The narrator throughout, the sardonic Brechtian everyman, Che is played by Spanish actor, Antonio Banderas, who made his American film debut in "Mambo Kings." This was closely followed by a number of films including Jonathan Demme's "Philadelphia," starring opposite Tom Hanks and Denzel Washington; Neil Jordan's "Interview with a Vampire," opposite Tom Cruise and Brad Pitt; "Miami Rhapsody" with Sarah Jessica Parker; "The House of the Spirits," with Glenn Close, Meryl Streep and Jeremy Irons; starring in Robert Rodriquez' "Desperado" and "Four Rooms"; "Assassins" opposite Sylvester Stallone; "Never Talk to Strangers" and "Two Much," opposite Melanie Griffith and Daryl Hannah. Banderas, who worked with the Spanish National Theater for five years, began his career as the protege of Spanish director Pedro Almodovar in such classics as "Tie Me Up, Tie Me Down," in which he received Spain's equivalent of an Oscar nomination for Best Actor, and "Women on the Verge of a Nervous Breakdown." His next project was to be "The Mask of Zorro" for director Martin Campbell.

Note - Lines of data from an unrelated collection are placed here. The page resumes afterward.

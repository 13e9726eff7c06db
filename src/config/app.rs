//! Application configuration structures.

use std::path::Path;
use std::time::Duration;

use serde::{Deserialize, Serialize};

use crate::job::{Job, JobConfig, JobDefaults};

use super::validation::ConfigError;

/// Config file looked up in the working directory when no path is given.
pub const DEFAULT_CONFIG_FILE: &str = "tcp_importer.yml";

/// Top-level application configuration.
///
/// ```yaml
/// interval: 30
/// tcp: 127.0.0.1:5170
/// type: prometheus
/// jobs:
///   - name: node
///     url: http://localhost:9100/metrics
///   - name: redis
///     url: http://localhost:9121/metrics
///     interval: 60
/// ```
#[derive(Debug, Clone, Default, Serialize, Deserialize)]
pub struct AppConfig {
    /// Default polling interval in seconds.
    #[serde(default)]
    pub interval: u64,

    /// Default target collector address (`host:port`).
    #[serde(default)]
    pub tcp: String,

    /// Default source type tag.
    #[serde(default, rename = "type")]
    pub kind: String,

    /// Default fetch timeout (e.g., "10s"); unbounded when unset.
    #[serde(default, with = "humantime_serde")]
    pub timeout: Option<Duration>,

    /// Scrape jobs.
    #[serde(default)]
    pub jobs: Vec<JobConfig>,
}

impl AppConfig {
    /// Load configuration from a YAML file.
    ///
    /// # Errors
    /// Returns `ConfigError` if the file cannot be read, parsed, or validated.
    pub fn load(path: impl AsRef<Path>) -> Result<Self, ConfigError> {
        let content = std::fs::read_to_string(path.as_ref())?;
        Self::from_yaml(&content)
    }

    /// Parse and validate configuration from a YAML string.
    pub fn from_yaml(content: &str) -> Result<Self, ConfigError> {
        let config: Self = serde_yaml::from_str(content)?;
        config.validate()?;
        Ok(config)
    }

    /// Global defaults inherited by every job.
    pub fn defaults(&self) -> JobDefaults {
        JobDefaults {
            interval: self.interval,
            tcp: self.tcp.clone(),
            kind: self.kind.clone(),
            timeout: self.timeout,
        }
    }

    /// Validate configuration values.
    ///
    /// # Errors
    /// Returns `ConfigError::ValidationError` if there are no jobs or any job
    /// is invalid once defaults are applied. Names may repeat; every entry
    /// gets its own worker.
    pub fn validate(&self) -> Result<(), ConfigError> {
        if self.jobs.is_empty() {
            return Err(ConfigError::ValidationError(
                "at least one job must be configured".to_string(),
            ));
        }

        self.jobs().map(|_| ())
    }

    /// Merge every job with the global defaults.
    pub fn jobs(&self) -> Result<Vec<Job>, ConfigError> {
        let defaults = self.defaults();
        self.jobs.iter().map(|j| j.merge(&defaults)).collect()
    }
}

#[cfg(test)]
mod tests {
    use super::*;
    use std::io::Write;

    const SAMPLE: &str = r#"
interval: 30
tcp: 127.0.0.1:5170
type: prometheus
jobs:
  - name: node
    url: http://localhost:9100/metrics
  - name: redis
    url: http://localhost:9121/metrics
    interval: 60
    type: redis_exporter
    tcp: 10.0.0.5:6000
"#;

    #[test]
    fn test_from_yaml_merges_defaults() {
        let config = AppConfig::from_yaml(SAMPLE).unwrap();
        let jobs = config.jobs().unwrap();

        assert_eq!(jobs.len(), 2);
        assert_eq!(jobs[0].name, "node");
        assert_eq!(jobs[0].interval, Duration::from_secs(30));
        assert_eq!(jobs[0].target, "127.0.0.1:5170");
        assert_eq!(jobs[0].kind, "prometheus");

        assert_eq!(jobs[1].interval, Duration::from_secs(60));
        assert_eq!(jobs[1].target, "10.0.0.5:6000");
        assert_eq!(jobs[1].kind, "redis_exporter");
    }

    #[test]
    fn test_load_from_file() {
        let mut file = tempfile::NamedTempFile::new().unwrap();
        file.write_all(SAMPLE.as_bytes()).unwrap();

        let config = AppConfig::load(file.path()).unwrap();
        assert_eq!(config.jobs.len(), 2);
        assert_eq!(config.timeout, None);
    }

    #[test]
    fn test_load_missing_file() {
        let dir = tempfile::tempdir().unwrap();
        let result = AppConfig::load(dir.path().join("missing.yml"));
        assert!(matches!(result, Err(ConfigError::IoError(_))));
    }

    #[test]
    fn test_malformed_yaml() {
        let result = AppConfig::from_yaml("jobs: [name: {");
        assert!(matches!(result, Err(ConfigError::ParseError(_))));
    }

    #[test]
    fn test_no_jobs() {
        let result = AppConfig::from_yaml("interval: 10\ntcp: 127.0.0.1:5170\n");
        assert!(result.is_err());
        assert!(
            result
                .unwrap_err()
                .to_string()
                .contains("at least one job")
        );
    }

    #[test]
    fn test_repeated_job_names_are_kept() {
        let yaml = r#"
interval: 10
tcp: 127.0.0.1:5170
jobs:
  - name: node
    url: http://a:9100/metrics
  - name: node
    url: http://b:9100/metrics
"#;
        let jobs = AppConfig::from_yaml(yaml).unwrap().jobs().unwrap();
        assert_eq!(jobs.len(), 2);
        assert_eq!(jobs[0].name, "node");
        assert_eq!(jobs[1].name, "node");
        assert_eq!(jobs[0].url, "http://a:9100/metrics");
        assert_eq!(jobs[1].url, "http://b:9100/metrics");
    }

    #[test]
    fn test_zero_interval_after_merge() {
        let yaml = r#"
tcp: 127.0.0.1:5170
jobs:
  - name: node
    url: http://localhost:9100/metrics
"#;
        let err = AppConfig::from_yaml(yaml).unwrap_err();
        assert!(err.to_string().contains("interval must be non-zero"));
    }

    #[test]
    fn test_global_timeout_inherited() {
        let yaml = r#"
interval: 10
tcp: 127.0.0.1:5170
timeout: 2s
jobs:
  - name: node
    url: http://localhost:9100/metrics
  - name: slow
    url: http://localhost:9200/metrics
    timeout: 30s
"#;
        let jobs = AppConfig::from_yaml(yaml).unwrap().jobs().unwrap();
        assert_eq!(jobs[0].timeout, Some(Duration::from_secs(2)));
        assert_eq!(jobs[1].timeout, Some(Duration::from_secs(30)));
    }
}
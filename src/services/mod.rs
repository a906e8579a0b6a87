use derive_more::Display;
use rust_decimal::Decimal;
use serde::Deserialize;

pub mod trips;

/// One ride offering as returned by the trips endpoint.
#[derive(Debug, Clone, PartialEq, Deserialize)]
#[serde(rename_all = "camelCase")]
pub struct TripRecord {
    #[serde(alias = "_id")]
    pub id: String,
    pub departure: String,
    pub destination: String,
    pub date: String,
    pub time: String,
    pub price: Decimal,
    #[serde(alias = "seats")]
    pub available_seats: u32,
    pub driver: Driver,
    #[serde(default)]
    pub description: String,
    #[serde(default)]
    pub vehicle: String,
}

/// Displays as the driver's full name, `"first last"`.
#[derive(Debug, Clone, PartialEq, Display, Deserialize)]
#[serde(rename_all = "camelCase")]
#[display(fmt = "{} {}", first_name, last_name)]
pub struct Driver {
    pub first_name: String,
    pub last_name: String,
    #[serde(default)]
    pub photo: Option<String>,
    #[serde(default)]
    pub verified: bool,
}

/// Search-form inputs. Empty fields are not forwarded to the source.
#[derive(Debug, Clone, Default, PartialEq, Eq)]
pub struct SearchCriteria {
    pub departure: Option<String>,
    pub destination: Option<String>,
    pub date: Option<String>,
}

impl SearchCriteria {
    pub fn is_empty(&self) -> bool {
        self.query_pairs().is_empty()
    }

    pub fn query_pairs(&self) -> Vec<(&'static str, &str)> {
        [
            ("departure", &self.departure),
            ("destination", &self.destination),
            ("date", &self.date),
        ]
        .into_iter()
        .filter_map(|(key, value)| {
            value
                .as_deref()
                .map(str::trim)
                .filter(|v| !v.is_empty())
                .map(|v| (key, v))
        })
        .collect()
    }
}
use log::*;

use rideshare_feed::{
    feed::FetchState, Config, GenericError, HttpTripSource, LoyaltyStatus, SearchCriteria,
    TripFeed,
};

#[tokio::main]
async fn main() -> Result<(), GenericError> {
    env_logger::Builder::new()
        .filter_module("rideshare_feed", log::LevelFilter::Trace)
        .parse_default_env()
        .init();
    trace!("Logger init with level TRACE.");

    let config = Config::from_env()?;
    trace!("Read config from env.");

    let source = HttpTripSource::new(config.trips_endpoint.clone(), config.request_timeout)?;
    let feed = TripFeed::new(source);
    let criteria = SearchCriteria {
        departure: dotenv::var("SEARCH_DEPARTURE").ok(),
        destination: dotenv::var("SEARCH_DESTINATION").ok(),
        date: dotenv::var("SEARCH_DATE").ok(),
    };

    let mut state = feed.load(&criteria).await;
    if let FetchState::Error(why) = &state {
        warn!("First load failed ({}), retrying once.", why);
        state = feed.retry(&criteria).await;
    }

    match state {
        FetchState::Success(trips) if trips.is_empty() => println!("No trips found."),
        FetchState::Success(trips) => {
            for trip in trips {
                println!(
                    "{} -> {} on {} at {} | {} | {} seats | {}{}",
                    trip.departure,
                    trip.destination,
                    trip.date,
                    trip.time,
                    trip.price,
                    trip.seats,
                    trip.driver_name,
                    if trip.verified { " (verified)" } else { "" },
                );
            }
        }
        FetchState::Error(message) => println!("Could not load trips: {}", message),
        FetchState::Idle | FetchState::Loading => {}
    }

    let status = LoyaltyStatus::compute(config.points_balance, &config.tiers);
    println!("{}", serde_json::to_string_pretty(&status)?);

    Ok(())
}
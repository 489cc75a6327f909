use std::ffi::OsString;
use std::fs::{self, File};
use std::io::{self, Write};
use std::path::{Path, PathBuf};

/// Stages `bytes` next to `path` and renames the staged file over it, so a
/// reader never observes a half-written frame.
pub(crate) fn write_bytes_atomic(path: &Path, bytes: &[u8]) -> io::Result<()> {
    if let Some(dir) = path.parent().filter(|dir| !dir.as_os_str().is_empty()) {
        fs::create_dir_all(dir)?;
    }

    let staging = staging_path(path);
    let result = (|| -> io::Result<()> {
        let mut file = File::create(&staging)?;
        file.write_all(bytes)?;
        file.sync_all()?;
        drop(file);
        // rename does not replace an existing file on every platform
        if path.exists() {
            fs::remove_file(path)?;
        }
        fs::rename(&staging, path)
    })();
    if result.is_err() {
        let _ = fs::remove_file(&staging);
    }
    result
}

fn staging_path(path: &Path) -> PathBuf {
    let mut name = path
        .file_name()
        .map(OsString::from)
        .unwrap_or_else(|| OsString::from("minimap"));
    name.push(".partial");
    path.with_file_name(name)
}
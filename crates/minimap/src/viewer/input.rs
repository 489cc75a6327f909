use winit::event::{ElementState, KeyEvent, MouseScrollDelta};
use winit::keyboard::{KeyCode, PhysicalKey};

/// Edge-triggered key state for the viewer. Holding a key never repeats.
#[derive(Debug, Default)]
pub(crate) struct InputCollector {
    pub(crate) quit_requested: bool,
    title_toggle_is_down: bool,
    title_toggle_pressed_edge: bool,
    zoom_in_key_is_down: bool,
    zoom_out_key_is_down: bool,
    pending_zoom_steps: i32,
}

impl InputCollector {
    pub(crate) fn mark_quit_requested(&mut self) {
        self.quit_requested = true;
    }

    pub(crate) fn handle_keyboard_input(&mut self, key_event: &KeyEvent) {
        self.handle_physical_key(key_event.physical_key, key_event.state);
    }

    fn handle_physical_key(&mut self, key: PhysicalKey, state: ElementState) {
        match key {
            PhysicalKey::Code(KeyCode::Escape) => {
                if state == ElementState::Pressed {
                    self.mark_quit_requested();
                }
            }
            PhysicalKey::Code(KeyCode::F3) => {
                if press_edge(state, &mut self.title_toggle_is_down) {
                    self.title_toggle_pressed_edge = true;
                }
            }
            PhysicalKey::Code(KeyCode::Equal) | PhysicalKey::Code(KeyCode::NumpadAdd) => {
                if press_edge(state, &mut self.zoom_in_key_is_down) {
                    self.pending_zoom_steps = self.pending_zoom_steps.saturating_add(1);
                }
            }
            PhysicalKey::Code(KeyCode::Minus) | PhysicalKey::Code(KeyCode::NumpadSubtract) => {
                if press_edge(state, &mut self.zoom_out_key_is_down) {
                    self.pending_zoom_steps = self.pending_zoom_steps.saturating_sub(1);
                }
            }
            _ => {}
        }
    }

    pub(crate) fn handle_mouse_wheel(&mut self, delta: MouseScrollDelta) {
        let steps = zoom_steps_from_scroll_delta(delta);
        self.pending_zoom_steps = self.pending_zoom_steps.saturating_add(steps);
    }

    pub(crate) fn take_zoom_steps(&mut self) -> i32 {
        std::mem::take(&mut self.pending_zoom_steps)
    }

    pub(crate) fn take_title_toggle_pressed(&mut self) -> bool {
        std::mem::take(&mut self.title_toggle_pressed_edge)
    }
}

/// Tracks a key's held state; true only on the press that starts a hold.
fn press_edge(state: ElementState, is_down: &mut bool) -> bool {
    match state {
        ElementState::Pressed => {
            let edge = !*is_down;
            *is_down = true;
            edge
        }
        ElementState::Released => {
            *is_down = false;
            false
        }
    }
}

fn zoom_steps_from_scroll_delta(delta: MouseScrollDelta) -> i32 {
    match delta {
        MouseScrollDelta::LineDelta(_, y) => y.round() as i32,
        MouseScrollDelta::PixelDelta(position) => {
            if position.y > 0.0 {
                1
            } else if position.y < 0.0 {
                -1
            } else {
                0
            }
        }
    }
}

#[cfg(test)]
mod tests {
    use super::*;

    fn key(input: &mut InputCollector, code: KeyCode, state: ElementState) {
        input.handle_physical_key(PhysicalKey::Code(code), state);
    }

    #[test]
    fn escape_requests_quit() {
        let mut input = InputCollector::default();
        key(&mut input, KeyCode::Escape, ElementState::Pressed);
        assert!(input.quit_requested);
    }

    #[test]
    fn zoom_keys_are_edge_triggered_only() {
        let mut input = InputCollector::default();

        key(&mut input, KeyCode::Equal, ElementState::Pressed);
        assert_eq!(input.take_zoom_steps(), 1);

        key(&mut input, KeyCode::Equal, ElementState::Pressed);
        assert_eq!(input.take_zoom_steps(), 0);

        key(&mut input, KeyCode::Equal, ElementState::Released);
        key(&mut input, KeyCode::NumpadAdd, ElementState::Pressed);
        assert_eq!(input.take_zoom_steps(), 1);

        key(&mut input, KeyCode::Minus, ElementState::Pressed);
        assert_eq!(input.take_zoom_steps(), -1);
    }

    #[test]
    fn f3_toggle_is_edge_triggered() {
        let mut input = InputCollector::default();

        key(&mut input, KeyCode::F3, ElementState::Pressed);
        assert!(input.take_title_toggle_pressed());

        key(&mut input, KeyCode::F3, ElementState::Pressed);
        assert!(!input.take_title_toggle_pressed());

        key(&mut input, KeyCode::F3, ElementState::Released);
        key(&mut input, KeyCode::F3, ElementState::Pressed);
        assert!(input.take_title_toggle_pressed());
    }

    #[test]
    fn mouse_wheel_adds_zoom_steps_and_take_resets() {
        let mut input = InputCollector::default();
        input.handle_mouse_wheel(MouseScrollDelta::LineDelta(0.0, 1.0));
        input.handle_mouse_wheel(MouseScrollDelta::LineDelta(0.0, -2.0));

        assert_eq!(input.take_zoom_steps(), -1);
        assert_eq!(input.take_zoom_steps(), 0);
    }

    #[test]
    fn pixel_wheel_delta_maps_to_single_step_direction() {
        let positive = zoom_steps_from_scroll_delta(MouseScrollDelta::PixelDelta(
            winit::dpi::PhysicalPosition::new(0.0, 3.0),
        ));
        let negative = zoom_steps_from_scroll_delta(MouseScrollDelta::PixelDelta(
            winit::dpi::PhysicalPosition::new(0.0, -5.0),
        ));
        assert_eq!(positive, 1);
        assert_eq!(negative, -1);
    }
}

Antonio Banderes publicity still


Jonathan Pryce

The role of President Juan Peron is played by Jonathan Pryce, one of Britain's leading actors, who won the 1995 Cannes Film Festival's Best Actor prize for his starring role as the Bloomsbury Group critic and biographer Lytton Strachey in Christopher Hampton's "Carrington," and was nominated as theater's Best Actor in a Musical for his starring role as Fagin in Lionel Bart's "Oliver." Pryce has won Best Actor Tony Awards for his Broadway performances as the skinhead stand-up in Trevor Griffiths' "The Comedians" and his best-known theatrical role as the star of "Miss Saigon," for which he was also awarded an Olivier for Outstanding Performance in a Musical. He won the prestigious SWET (Society for West End Theatres) Best Actor Award for his performance as Hamlet at the Royal Court Theater in 1980, having been nominated for the same award the previous year for his performance in "The Taming of the Shrew" at the Royal Shakespeare Company. His film credits at the time included Richard Eyre's "The Ploughman's Lunch," Terry Gilliam's "Brazil," James Foley's film of David Mamet's "Glengarry Glen Ross," starring roles in TV films "Barbarians at the Gate" with James Garner for which he was nominated for Emmy and Golden Globe awards, and Martin Scorsese's "The Age of Innocence." Alongside his theater and film career, Pryce has made many impressive television drama appearances including "Selling Hitler" for Channel 4 in the U.K. and "Mr. Wroe's Virgins" for the BBC.


Jonathan Pryce


Jimmy Nail

Agustfn Magaldi, the tango singer who first introduces the young Eva Peron to Buenos Aires is played by actor/singer/writer Jimmy Nail, who first came to prominence as Oz in British television's massively-successful BAFTA-nominated "Auf Wiedersehen Pet" in 1981, which boasted a 15 million viewership. Nail later created another popular character, the undercover detective Freddie Spender in the hit BBC series, "Spender," a series he wrote, executive produced and starred in, which ran on TV for four years and earned him a BAFTA nomination for Best Drama Series, as well as a Television and Radio Industries Award. The,series also led to his writing a best-selling Spender novel. The Nail, created smash hit TV series, "Crocodile Shoes," in which he starred as a low-rank country singer dreaming of the Big Time, won a BAFTA nomination for Best Television Music and an Ivor Novello nomination for Best Title Song. Nail's second series of "Crocodile Shoes" would be televised at the end of 1996. A successful recording artist, Nail's 1994 triple platinum album, Crocodile Shoes sold 900,000 copies in the UK alone and for which he completed his second sell-out UK tour. Jimmy Nail's film credits include "Wallenberg" and "Danny, The Champion of the World."


Jimmy Nail


Alan Parker

Director, writer, producer Alan Parker wrote and directed his first film, "Bugsy Malone" in 1975. The film was a musical pastiche of 1920s gangster films with an entire cast of children. The highly original film received eight British Academy Award nominations and five Awards. His second film was the controversial "Midnight Express" (1977) which won two Oscars and six Academy Award nominations, including one for Parker as Best Director. The film received six Golden Globe Awards and four awards from the British Film Academy. This was followed in 1979 by Parker's film "Fame," a celebration of youth and the arts, which won two Academy Awards, six nominations, four Golden Globe nominations and was later adapted into a successful television series.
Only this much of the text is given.